Activity: Produce as output only the lines below starting at the line with "is the clock" and continuing through the line with "the wall time", each one exactly as written.

Records drawn from a dataset:
########
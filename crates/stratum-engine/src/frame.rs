//! Fixed-timestep frame loop.
//!
//! The [`FrameLoop`] is the clock that drives a [`World`]. Each frame:
//!
//! 1. Key events queued with [`push_input`](FrameLoop::push_input) are
//!    dispatched to the world in arrival order.
//! 2. [`World::update`] runs with the fixed `dt`.
//! 3. The frame counter advances and diagnostics are recorded.
//!
//! A windowed host calls [`advance`](FrameLoop::advance) with the wall time
//! elapsed since its last call; headless runs call
//! [`run_frames`](FrameLoop::run_frames) directly.
//!
//! # Example
//!
//! ```
//! use stratum_engine::prelude::*;
//!
//! let mut frames = FrameLoop::new(World::new(), EngineConfig::default()).unwrap();
//! let layer = frames.world_mut().add_layer();
//! frames
//!     .world_mut()
//!     .spawn_into(layer, Entity::from_shape(Shape::circle((0.0, 0.0), 1.0)))
//!     .unwrap();
//!
//! frames.run_frames(10);
//! assert_eq!(frames.frame_count(), 10);
//! ```

use std::collections::VecDeque;
use std::time::{Duration, Instant};

use stratum_scene::input::{KeyAction, KeyEvent};
use stratum_scene::world::{World, WorldReport};
use tracing::{debug, trace};

use crate::config::EngineConfig;
use crate::EngineError;

// ---------------------------------------------------------------------------
// FrameDiagnostics
// ---------------------------------------------------------------------------

/// Timing and activity for the last frame.
#[derive(Debug, Clone, Default)]
pub struct FrameDiagnostics {
    /// Key events dispatched before the update.
    pub inputs: usize,
    /// Wall time spent dispatching input.
    pub input_time: Duration,
    /// Wall time spent in `World::update`.
    pub update_time: Duration,
    /// Total wall time for the frame.
    pub total_time: Duration,
    /// `on_collision` calls across all layers.
    pub collisions: usize,
    /// Entities removed across all layers.
    pub removed: usize,
}

// ---------------------------------------------------------------------------
// FrameLoop
// ---------------------------------------------------------------------------

/// Drives a [`World`] one fixed step at a time.
///
/// Simulation time is `frame_count * fixed_dt`, never an accumulated sum, so
/// it does not drift over long runs.
pub struct FrameLoop {
    world: World,
    config: EngineConfig,
    frame_counter: u64,
    pending_input: VecDeque<(KeyAction, KeyEvent)>,
    /// Wall time not yet consumed by [`advance`](Self::advance).
    accumulator: f64,
    last_diagnostics: FrameDiagnostics,
    last_report: WorldReport,
}

impl FrameLoop {
    /// Wrap `world`. The world's debug flag is taken from `config`.
    ///
    /// # Errors
    ///
    /// Returns the validation error if `config` is unusable.
    pub fn new(mut world: World, config: EngineConfig) -> Result<Self, EngineError> {
        config.validate()?;
        world.set_debug(config.debug);
        debug!(fixed_dt = config.fixed_dt, headless = config.headless, "frame loop created");
        Ok(Self {
            world,
            config,
            frame_counter: 0,
            pending_input: VecDeque::new(),
            accumulator: 0.0,
            last_diagnostics: FrameDiagnostics::default(),
            last_report: WorldReport::default(),
        })
    }

    /// Queue a key event for the next frame.
    pub fn push_input(&mut self, action: KeyAction, event: KeyEvent) {
        self.pending_input.push_back((action, event));
    }

    /// Run exactly one frame.
    pub fn frame(&mut self) -> &WorldReport {
        let frame_start = Instant::now();

        let inputs = self.pending_input.len();
        while let Some((action, event)) = self.pending_input.pop_front() {
            self.world.dispatch_key(action, event);
        }
        let input_time = frame_start.elapsed();

        let update_start = Instant::now();
        self.last_report = self.world.update(self.config.fixed_dt);
        let update_time = update_start.elapsed();

        self.frame_counter += 1;
        self.last_diagnostics = FrameDiagnostics {
            inputs,
            input_time,
            update_time,
            total_time: frame_start.elapsed(),
            collisions: self.last_report.collisions(),
            removed: self.last_report.removed(),
        };
        trace!(
            frame = self.frame_counter,
            collisions = self.last_diagnostics.collisions,
            removed = self.last_diagnostics.removed,
            "frame complete"
        );
        &self.last_report
    }

    /// Run `count` frames back to back. Returns the total number of
    /// collision notifications dispatched.
    pub fn run_frames(&mut self, count: u64) -> u64 {
        let mut total = 0u64;
        for _ in 0..count {
            total += self.frame().collisions() as u64;
        }
        total
    }

    /// Feed `elapsed` seconds of wall time and run as many whole frames as
    /// fit, capped at `max_catch_up_frames`. Returns the frames run.
    ///
    /// Time beyond the cap is discarded rather than carried over.
    pub fn advance(&mut self, elapsed: f64) -> u32 {
        if elapsed.is_finite() && elapsed > 0.0 {
            self.accumulator += elapsed;
        }
        let mut ran = 0;
        while self.accumulator >= self.config.fixed_dt && ran < self.config.max_catch_up_frames {
            self.frame();
            self.accumulator -= self.config.fixed_dt;
            ran += 1;
        }
        if ran == self.config.max_catch_up_frames && self.accumulator >= self.config.fixed_dt {
            debug!(
                dropped_seconds = self.accumulator,
                "frame loop fell behind, dropping time"
            );
            self.accumulator = 0.0;
        }
        ran
    }

    // -- accessors ----------------------------------------------------------

    pub fn frame_count(&self) -> u64 {
        self.frame_counter
    }

    /// Simulated seconds so far.
    pub fn sim_time(&self) -> f64 {
        self.frame_counter as f64 * self.config.fixed_dt
    }

    pub fn fixed_dt(&self) -> f64 {
        self.config.fixed_dt
    }

    pub fn world(&self) -> &World {
        &self.world
    }

    pub fn world_mut(&mut self) -> &mut World {
        &mut self.world
    }

    /// Give the world back, ending the simulation.
    pub fn into_world(self) -> World {
        self.world
    }

    pub fn last_diagnostics(&self) -> &FrameDiagnostics {
        &self.last_diagnostics
    }

    pub fn last_report(&self) -> &WorldReport {
        &self.last_report
    }

    pub fn pending_inputs(&self) -> usize {
        self.pending_input.len()
    }

    pub fn is_headless(&self) -> bool {
        self.config.headless
    }

    pub fn config(&self) -> &EngineConfig {
        &self.config
    }
}

// ---------------------------------------------------------------------------
// Tests
// ---------------------------------------------------------------------------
########
Exercise answer:
//! The [`FrameLoop`] is the clock that drives a [`World`]. Each frame:
//!
//! 1. Key events queued with [`push_input`](FrameLoop::push_input) are
//!    dispatched to the world in arrival order.
//! 2. [`World::update`] runs with the fixed `dt`.
//! 3. The frame counter advances and diagnostics are recorded.
//!
//! A windowed host calls [`advance`](FrameLoop::advance) with the wall time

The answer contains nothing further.